• Task description
What you return should be the lines from the first line of the records below through the line holding "to close it)", unchanged.

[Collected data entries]

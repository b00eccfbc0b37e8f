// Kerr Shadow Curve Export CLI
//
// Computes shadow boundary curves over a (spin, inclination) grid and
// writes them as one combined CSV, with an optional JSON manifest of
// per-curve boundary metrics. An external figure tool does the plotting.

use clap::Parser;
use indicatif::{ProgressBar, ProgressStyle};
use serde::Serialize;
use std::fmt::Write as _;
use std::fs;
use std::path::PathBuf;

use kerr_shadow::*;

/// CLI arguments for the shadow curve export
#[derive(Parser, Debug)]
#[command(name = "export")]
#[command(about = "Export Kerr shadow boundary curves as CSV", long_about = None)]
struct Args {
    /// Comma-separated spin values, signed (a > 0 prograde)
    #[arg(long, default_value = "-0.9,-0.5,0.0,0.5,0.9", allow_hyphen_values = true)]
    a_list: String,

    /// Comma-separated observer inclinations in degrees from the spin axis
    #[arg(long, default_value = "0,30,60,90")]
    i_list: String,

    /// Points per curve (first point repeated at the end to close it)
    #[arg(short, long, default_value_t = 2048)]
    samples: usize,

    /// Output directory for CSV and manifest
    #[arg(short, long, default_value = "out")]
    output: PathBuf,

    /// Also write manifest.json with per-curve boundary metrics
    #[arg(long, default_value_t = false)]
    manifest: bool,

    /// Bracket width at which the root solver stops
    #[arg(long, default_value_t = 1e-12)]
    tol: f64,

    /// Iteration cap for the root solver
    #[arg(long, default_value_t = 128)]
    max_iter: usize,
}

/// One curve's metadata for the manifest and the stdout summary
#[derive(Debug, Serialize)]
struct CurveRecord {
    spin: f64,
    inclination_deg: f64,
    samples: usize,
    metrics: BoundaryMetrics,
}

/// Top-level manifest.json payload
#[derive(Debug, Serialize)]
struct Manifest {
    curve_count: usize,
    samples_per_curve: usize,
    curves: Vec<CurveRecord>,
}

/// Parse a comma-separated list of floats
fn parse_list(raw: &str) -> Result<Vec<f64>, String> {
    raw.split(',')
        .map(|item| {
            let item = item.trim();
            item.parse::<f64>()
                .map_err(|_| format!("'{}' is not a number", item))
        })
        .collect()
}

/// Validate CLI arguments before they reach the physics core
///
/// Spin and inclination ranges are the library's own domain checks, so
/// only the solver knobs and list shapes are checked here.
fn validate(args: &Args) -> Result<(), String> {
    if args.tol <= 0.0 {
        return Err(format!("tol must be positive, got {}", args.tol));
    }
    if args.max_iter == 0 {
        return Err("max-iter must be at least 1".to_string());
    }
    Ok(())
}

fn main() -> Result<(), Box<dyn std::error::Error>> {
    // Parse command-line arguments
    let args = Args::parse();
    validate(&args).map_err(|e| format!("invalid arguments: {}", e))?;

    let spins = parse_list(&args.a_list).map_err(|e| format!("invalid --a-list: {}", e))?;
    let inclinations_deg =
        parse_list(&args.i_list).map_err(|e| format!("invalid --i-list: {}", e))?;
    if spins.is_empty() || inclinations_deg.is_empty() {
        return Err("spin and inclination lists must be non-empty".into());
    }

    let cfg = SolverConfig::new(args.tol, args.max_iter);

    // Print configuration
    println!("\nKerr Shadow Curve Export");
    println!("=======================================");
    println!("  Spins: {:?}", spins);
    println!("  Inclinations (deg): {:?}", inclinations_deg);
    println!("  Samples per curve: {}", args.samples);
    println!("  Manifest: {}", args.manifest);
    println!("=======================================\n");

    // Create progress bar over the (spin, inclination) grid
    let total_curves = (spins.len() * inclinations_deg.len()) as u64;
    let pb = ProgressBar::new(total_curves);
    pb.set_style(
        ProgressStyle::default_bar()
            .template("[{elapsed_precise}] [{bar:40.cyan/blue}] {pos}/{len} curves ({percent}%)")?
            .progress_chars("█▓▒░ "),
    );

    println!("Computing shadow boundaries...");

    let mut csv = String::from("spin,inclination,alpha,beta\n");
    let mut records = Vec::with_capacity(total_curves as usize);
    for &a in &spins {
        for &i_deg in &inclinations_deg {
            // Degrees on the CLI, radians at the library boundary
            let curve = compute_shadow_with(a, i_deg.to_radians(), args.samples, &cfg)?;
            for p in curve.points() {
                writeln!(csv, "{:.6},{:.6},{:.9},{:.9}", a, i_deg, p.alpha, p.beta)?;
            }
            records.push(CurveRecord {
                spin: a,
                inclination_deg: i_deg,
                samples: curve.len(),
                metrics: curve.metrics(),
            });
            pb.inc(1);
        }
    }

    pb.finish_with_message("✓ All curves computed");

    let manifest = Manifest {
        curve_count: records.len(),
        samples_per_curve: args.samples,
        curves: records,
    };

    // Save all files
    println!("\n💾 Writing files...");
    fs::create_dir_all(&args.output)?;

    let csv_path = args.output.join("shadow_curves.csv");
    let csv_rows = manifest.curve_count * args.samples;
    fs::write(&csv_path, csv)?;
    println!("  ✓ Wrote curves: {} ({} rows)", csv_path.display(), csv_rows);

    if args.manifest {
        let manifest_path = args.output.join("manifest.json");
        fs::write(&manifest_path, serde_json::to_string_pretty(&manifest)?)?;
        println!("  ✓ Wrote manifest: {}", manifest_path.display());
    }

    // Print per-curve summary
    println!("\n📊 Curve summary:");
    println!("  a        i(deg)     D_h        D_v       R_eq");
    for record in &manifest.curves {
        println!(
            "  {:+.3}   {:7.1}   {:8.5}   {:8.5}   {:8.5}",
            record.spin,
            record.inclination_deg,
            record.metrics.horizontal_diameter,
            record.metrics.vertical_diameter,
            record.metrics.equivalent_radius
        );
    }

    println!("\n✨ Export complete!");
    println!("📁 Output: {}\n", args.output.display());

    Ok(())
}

• Result for this exercise
repository b00eccfbc0b37e8f
// Kerr Shadow Curve Export CLI
//
// Computes shadow boundary curves over a (spin, inclination) grid and
// writes them as one combined CSV, with an optional JSON manifest of
// per-curve boundary metrics. An external figure tool does the plotting.

use clap::Parser;
use indicatif::{ProgressBar, ProgressStyle};
use serde::Serialize;
use std::fmt::Write as _;
use std::fs;
use std::path::PathBuf;

use kerr_shadow::*;

/// CLI arguments for the shadow curve export
#[derive(Parser, Debug)]
#[command(name = "export")]
#[command(about = "Export Kerr shadow boundary curves as CSV", long_about = None)]
struct Args {
    /// Comma-separated spin values, signed (a > 0 prograde)
    #[arg(long, default_value = "-0.9,-0.5,0.0,0.5,0.9", allow_hyphen_values = true)]
    a_list: String,

    /// Comma-separated observer inclinations in degrees from the spin axis
    #[arg(long, default_value = "0,30,60,90")]
    i_list: String,

    /// Points per curve (first point repeated at the end to close it)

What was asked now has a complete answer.